== WORK INSTRUCTIONS ==
In the listing below, print exactly the lines from the first through the one that contains "messages.extend(history.into_iter().map(ChatMessage::from));".
(EXTRACTED RECORDS Opens)
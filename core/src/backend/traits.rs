//! Chat Backend Traits
//!
//! The tutor talks to language models through [`ChatBackend`]. A request is
//! the composed system instruction followed by the conversation history; the
//! reply is a single finished string.

use async_trait::async_trait;
use serde::{Deserialize, Serialize};

use crate::conversation::{Message, Role};

/// Default OpenAI chat model
pub const DEFAULT_OPENAI_MODEL: &str = "gpt-3.5-turbo";

/// Default Ollama chat model
pub const DEFAULT_OLLAMA_MODEL: &str = "llama3";

/// Role of a message on the wire
#[derive(Clone, Copy, Debug, PartialEq, Eq, Serialize, Deserialize)]
#[serde(rename_all = "lowercase")]
pub enum ChatRole {
    /// System instruction
    System,
    /// Learner message
    User,
    /// Model reply
    Assistant,
}

impl From<Role> for ChatRole {
    fn from(role: Role) -> Self {
        match role {
            Role::User => Self::User,
            Role::Assistant => Self::Assistant,
        }
    }
}

/// A role-tagged message sent to a backend
#[derive(Clone, Debug, PartialEq, Eq, Serialize, Deserialize)]
pub struct ChatMessage {
    /// Sender role
    pub role: ChatRole,
    /// Message text
    pub content: String,
}

impl ChatMessage {
    /// System instruction message
    pub fn system(content: impl Into<String>) -> Self {
        Self {
            role: ChatRole::System,
            content: content.into(),
        }
    }
}

impl From<&Message> for ChatMessage {
    fn from(message: &Message) -> Self {
        Self {
            role: message.role.into(),
            content: message.content.clone(),
        }
    }
}

/// A chat completion request
#[derive(Clone, Debug, PartialEq)]
pub struct ChatRequest {
    /// Model to use (backend-specific identifier)
    pub model: String,
    /// System instruction followed by history, in order
    pub messages: Vec<ChatMessage>,
    /// Sampling temperature, if overridden
    pub temperature: Option<f32>,
}

impl ChatRequest {
    /// Build a request from a system instruction and history
    pub fn new<'a>(
        model: impl Into<String>,
        system: impl Into<String>,
        history: impl IntoIterator<Item = &'a Message>,
    ) -> Self {
        let mut messages = vec![ChatMessage::system(system)];
        messages.extend(history.into_iter().map(ChatMessage::from));
        Self {
            model: model.into(),
            messages,
            temperature: None,
        }
    }

    /// Set temperature
    #[must_use]
    pub fn with_temperature(mut self, temperature: f32) -> Self {
        self.temperature = Some(temperature.clamp(0.0, 2.0));
        self
    }
}

/// A finished chat completion
#[derive(Clone, Debug, PartialEq)]
pub struct ChatResponse {
    /// Reply text
    pub content: String,
    /// Model that produced the reply
    pub model: String,
    /// Tokens used (if reported)
    pub tokens_used: Option<u32>,
    /// Request time in milliseconds
    pub duration_ms: Option<u64>,
}

/// Chat backend trait
///
/// Implement this trait to add support for another provider.
#[async_trait]
pub trait ChatBackend: Send + Sync {
    /// Backend name (e.g., "Ollama", "OpenAI")
    fn name(&self) -> &str;

    /// Model used when a request does not name one
    fn default_model(&self) -> &str;

    /// Check if the backend is reachable
    async fn health_check(&self) -> bool;

    /// Send a request and wait for the complete reply
    async fn complete(&self, request: &ChatRequest) -> anyhow::Result<ChatResponse>;
}

/// Backend connection configuration
#[derive(Clone, Debug, PartialEq, Eq)]
pub enum BackendConfig {
    /// Local Ollama server
    Ollama {
        /// Host address
        host: String,
        /// Port number
        port: u16,
        /// Chat model
        model: String,
    },
    /// OpenAI-compatible API
    OpenAi {
        /// API key for bearer authentication
        api_key: String,
        /// Custom base URL (optional)
        base_url: Option<String>,
        /// Chat model
        model: String,
    },
}

impl Default for BackendConfig {
    fn default() -> Self {
        Self::Ollama {
            host: "localhost".to_string(),
            port: 11434,
            model: DEFAULT_OLLAMA_MODEL.to_string(),
        }
    }
}

impl BackendConfig {
    /// Ollama configuration
    pub fn ollama(host: impl Into<String>, port: u16, model: impl Into<String>) -> Self {
        Self::Ollama {
            host: host.into(),
            port,
            model: model.into(),
        }
    }

    /// OpenAI configuration with the default endpoint
    pub fn openai(api_key: impl Into<String>, model: impl Into<String>) -> Self {
        Self::OpenAi {
            api_key: api_key.into(),
            base_url: None,
            model: model.into(),
        }
    }

    /// Configured model
    #[must_use]
    pub fn model(&self) -> &str {
        match self {
            Self::Ollama { model, .. } | Self::OpenAi { model, .. } => model,
        }
    }
}
//! Integration Test: Blocking I/O Prohibition
//!
//! **Policy**: async functions in `core` and `cli` must not block the
//! runtime. Use `tokio::fs` and async HTTP, not `std::fs`, `std::net` or
//! `reqwest::blocking`.
//!
//! **Acceptable**: blocking calls in non-async functions (the file store
//! writes a small JSON file synchronously) and in test code.

use architectural_enforcement::{in_async_function, read_production_lines, rust_files, violation};

const BLOCKING_PATTERNS: &[(&str, &str)] = &[
    ("std::fs::", "Blocking file I/O"),
    ("std::net::", "Blocking network I/O"),
    ("std::process::Command", "Blocking process I/O"),
    ("std::thread::sleep", "Blocking sleep"),
];

#[test]
fn test_no_blocking_io_in_async_code() {
    let mut violations = Vec::new();

    for dir in ["core/src", "cli/src"] {
        for path in rust_files(dir) {
            let lines = read_production_lines(&path);
            for (idx, line) in lines.iter().enumerate() {
                if line.code.contains("reqwest::blocking") {
                    violations.push(violation(&path, line, "Blocking HTTP client"));
                }

                if !in_async_function(&lines, idx) {
                    continue;
                }

                for (pattern, what) in BLOCKING_PATTERNS {
                    if line.code.contains(pattern) {
                        violations.push(violation(&path, line, what));
                    }
                }
            }
        }
    }

    if !violations.is_empty() {
        eprintln!("\nBlocking I/O in async code:");
        for v in &violations {
            eprintln!("  {v}");
        }
        panic!("Found {} blocking I/O violation(s)", violations.len());
    }
}
//! Integration Test: Panic Prohibition
//!
//! **Policy**: production code propagates errors. `unwrap()`, `expect()`,
//! `panic!` and `todo!` are allowed in tests only.

use architectural_enforcement::{read_production_lines, rust_files, violation};

const PANICKING: &[(&str, &str)] = &[
    (".unwrap()", "unwrap"),
    (".expect(", "expect"),
    ("panic!(", "panic"),
    ("todo!(", "todo"),
    ("unimplemented!(", "unimplemented"),
];

#[test]
fn test_no_panics_in_production_code() {
    let mut violations = Vec::new();

    for dir in ["core/src", "cli/src"] {
        for path in rust_files(dir) {
            for line in read_production_lines(&path) {
                for (pattern, what) in PANICKING {
                    if line.code.contains(pattern) {
                        violations.push(violation(&path, &line, what));
                    }
                }
            }
        }
    }

    if !violations.is_empty() {
        eprintln!("\nPanicking calls in production code:");
        for v in &violations {
            eprintln!("  {v}");
        }
        panic!("Found {} panic violation(s)", violations.len());
    }
}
(EXTRACTED RECORDS Closes)
== RESULT OF THIS EXERCISE ==
filename core/src/backend/traits.rs
//! Chat Backend Traits
//!
//! The tutor talks to language models through [`ChatBackend`]. A request is
//! the composed system instruction followed by the conversation history; the
//! reply is a single finished string.

use async_trait::async_trait;
use serde::{Deserialize, Serialize};

use crate::conversation::{Message, Role};

/// Default OpenAI chat model
pub const DEFAULT_OPENAI_MODEL: &str = "gpt-3.5-turbo";

/// Default Ollama chat model
pub const DEFAULT_OLLAMA_MODEL: &str = "llama3";

/// Role of a message on the wire
#[derive(Clone, Copy, Debug, PartialEq, Eq, Serialize, Deserialize)]
#[serde(rename_all = "lowercase")]
pub enum ChatRole {
    /// System instruction
    System,
    /// Learner message
    User,
    /// Model reply
    Assistant,
}

impl From<Role> for ChatRole {
    fn from(role: Role) -> Self {
        match role {
            Role::User => Self::User,
            Role::Assistant => Self::Assistant,
        }
    }
}

/// A role-tagged message sent to a backend
#[derive(Clone, Debug, PartialEq, Eq, Serialize, Deserialize)]
pub struct ChatMessage {
    /// Sender role
    pub role: ChatRole,
    /// Message text
    pub content: String,
}

impl ChatMessage {
    /// System instruction message
    pub fn system(content: impl Into<String>) -> Self {
        Self {
            role: ChatRole::System,
            content: content.into(),
        }
    }
}

impl From<&Message> for ChatMessage {
    fn from(message: &Message) -> Self {
        Self {
            role: message.role.into(),
            content: message.content.clone(),
        }
    }
}

/// A chat completion request
#[derive(Clone, Debug, PartialEq)]
pub struct ChatRequest {
    /// Model to use (backend-specific identifier)
    pub model: String,
    /// System instruction followed by history, in order
    pub messages: Vec<ChatMessage>,
    /// Sampling temperature, if overridden
    pub temperature: Option<f32>,
}

impl ChatRequest {
    /// Build a request from a system instruction and history
    pub fn new<'a>(
        model: impl Into<String>,
        system: impl Into<String>,
        history: impl IntoIterator<Item = &'a Message>,
    ) -> Self {
        let mut messages = vec![ChatMessage::system(system)];
        messages.extend(history.into_iter().map(ChatMessage::from));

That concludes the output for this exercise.